In the end, I did leave that Tuesday, though even as I got into Josephine’s car and she pulled out into traffic, she told me I didn’t seem right to her, that she didn’t think I was well or ready to leave. That fact seemed clear to almost everyone I saw that day. And not long after that I grew so talkative and revved that no one could get a word in edgewise…This was so emphatically not like me that thank heavens everyone put up with me, and no one, NO ONE, rejected me or gave up on me for it. I do not remember anyone being cruel or saying, GO away, you talk too much, or you are being too egocentric etc. I recall in fact only kindness and some humor injected into the situation, but mostly kindness. They all, my friends, as well as Elissa, the RN, seemed concerned as I rocketed higher, and yet seemed to feel uncomfortable and not at all happy with how fast I was speeding. Sure, Dr B diagnosed it a hypomania, but I  had thought hypomania was an enjoyable state, not this unpleasant adrenalinized racy state that felt so terrible to me. I hadn’t taken Ritalin in 3 weeks, but I didn’t even want to now. No, taking stimulants for Narcolepsy was nothing like this. This felt terrible and  neither Ritalin nor even Adderal had ever felt so terrible. There was no pleasure or even alertness that made me want to do things and study and write involved now. I got a little more cleaning done, true, but only because I was trying to exercise off anxiety, not because I had pleasureable energy. In fact, had I been able to slow down, I would have gone to bed to sleep it off!

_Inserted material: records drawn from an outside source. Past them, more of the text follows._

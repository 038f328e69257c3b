#![forbid(unsafe_code)]

use std::fmt;
use std::io;

/// Failure while building a catalog. No partial catalog is ever produced.
#[derive(Debug)]
pub enum CatalogError {
    /// Reading the catalog source failed.
    Io(io::Error),
    /// The source is not valid JSON or a record is missing a required field.
    Json(serde_json::Error),
    /// A record has an empty `aliases` list.
    EmptyAliases { index: usize },
    /// A record carries a `sequence_type` outside 0..=2.
    UnknownSequenceType { index: usize, value: i64 },
}

impl fmt::Display for CatalogError {
    fn fmt(&self, f: &mut fmt::Formatter<'_>) -> fmt::Result {
        match self {
            Self::Io(err) => write!(f, "failed to read emoji catalog: {err}"),
            Self::Json(err) => write!(f, "invalid emoji catalog data: {err}"),
            Self::EmptyAliases { index } => {
                write!(f, "emoji record {index} has no aliases")
            }
            Self::UnknownSequenceType { index, value } => {
                write!(f, "emoji record {index} has unknown sequence_type {value}")
            }
        }
    }
}

impl std::error::Error for CatalogError {
    fn source(&self) -> Option<&(dyn std::error::Error + 'static)> {
        match self {
            Self::Io(err) => Some(err),
            Self::Json(err) => Some(err),
            Self::EmptyAliases { .. } | Self::UnknownSequenceType { .. } => None,
        }
    }
}

impl From<io::Error> for CatalogError {
    fn from(err: io::Error) -> Self {
        Self::Io(err)
    }
}

impl From<serde_json::Error> for CatalogError {
    fn from(err: serde_json::Error) -> Self {
        Self::Json(err)
    }
}
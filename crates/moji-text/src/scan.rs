#![forbid(unsafe_code)]

//! Generic scan-and-replace.
//!
//! Every conversion in this crate is a formatter plugged into
//! [`replace_emojis`]: text between matches is copied unchanged and each
//! match is replaced by whatever the formatter returns for it.
//!
//! # Example
//! ```
//! use moji_catalog::bundled;
//! use moji_text::scan::{replace_emojis, replace_emojis_padded};
//!
//! let text = "go\u{1F680}now";
//! let named = replace_emojis(bundled(), text, |m| m.emoji().primary_alias());
//! assert_eq!(named, "gorocketnow");
//!
//! let padded = replace_emojis_padded(bundled(), text, ' ', |m| m.emoji().primary_alias());
//! assert_eq!(padded, "go rocket now");
//! ```

use moji_catalog::Catalog;

use crate::matcher::{EmojiMatch, matches};

/// Replace every match in `text` with `formatter(&match)`.
///
/// The formatter runs exactly once per match, in document order. Bytes
/// outside matches are copied verbatim.
pub fn replace_emojis<'a, F, S>(catalog: &'a Catalog, text: &'a str, formatter: F) -> String
where
    F: FnMut(&EmojiMatch<'a>) -> S,
    S: AsRef<str>,
{
    scan_replace(catalog, text, None, formatter)
}

/// Like [`replace_emojis`], framing every replacement with `separator` on
/// both sides.
pub fn replace_emojis_padded<'a, F, S>(
    catalog: &'a Catalog,
    text: &'a str,
    separator: char,
    formatter: F,
) -> String
where
    F: FnMut(&EmojiMatch<'a>) -> S,
    S: AsRef<str>,
{
    scan_replace(catalog, text, Some(separator), formatter)
}

fn scan_replace<'a, F, S>(
    catalog: &'a Catalog,
    text: &'a str,
    separator: Option<char>,
    mut formatter: F,
) -> String
where
    F: FnMut(&EmojiMatch<'a>) -> S,
    S: AsRef<str>,
{
    let mut out = String::with_capacity(text.len());
    let mut prev = 0;
    for found in matches(catalog, text) {
        out.push_str(&text[prev..found.start()]);
        out.extend(separator);
        out.push_str(formatter(&found).as_ref());
        out.extend(separator);
        prev = found.end();
    }
    out.push_str(&text[prev..]);
    out
}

Eventually, Dr B upped the Topomax and I think we had already increased the Lamictal and eventually over the course of the next week, I came down to my usual state of semi-sleepiness and was able to restart the Ritalin (after some discussion about why I take it…He is still new to the situation and my narcolepsy)

Well, that is about all I can tell you about the hospitalization just passed. But there was more to it, and what I know about it, though the facts are vague, is that there was something massively wrong…It felt like the Y2K meltdown in some ways, esp in my lack of contact with — reality, memory? Is there a difference? I feel that this was very different from my usual post-lyme hospitalizations, that I was in a different state, and so did others. It frightened me more, and it was more violent. Certainly the treatments were more violent, but that also implies that I was too. Lynnie keeps telling me she will talk to me about it. But so far, she has not… Do I really want her to?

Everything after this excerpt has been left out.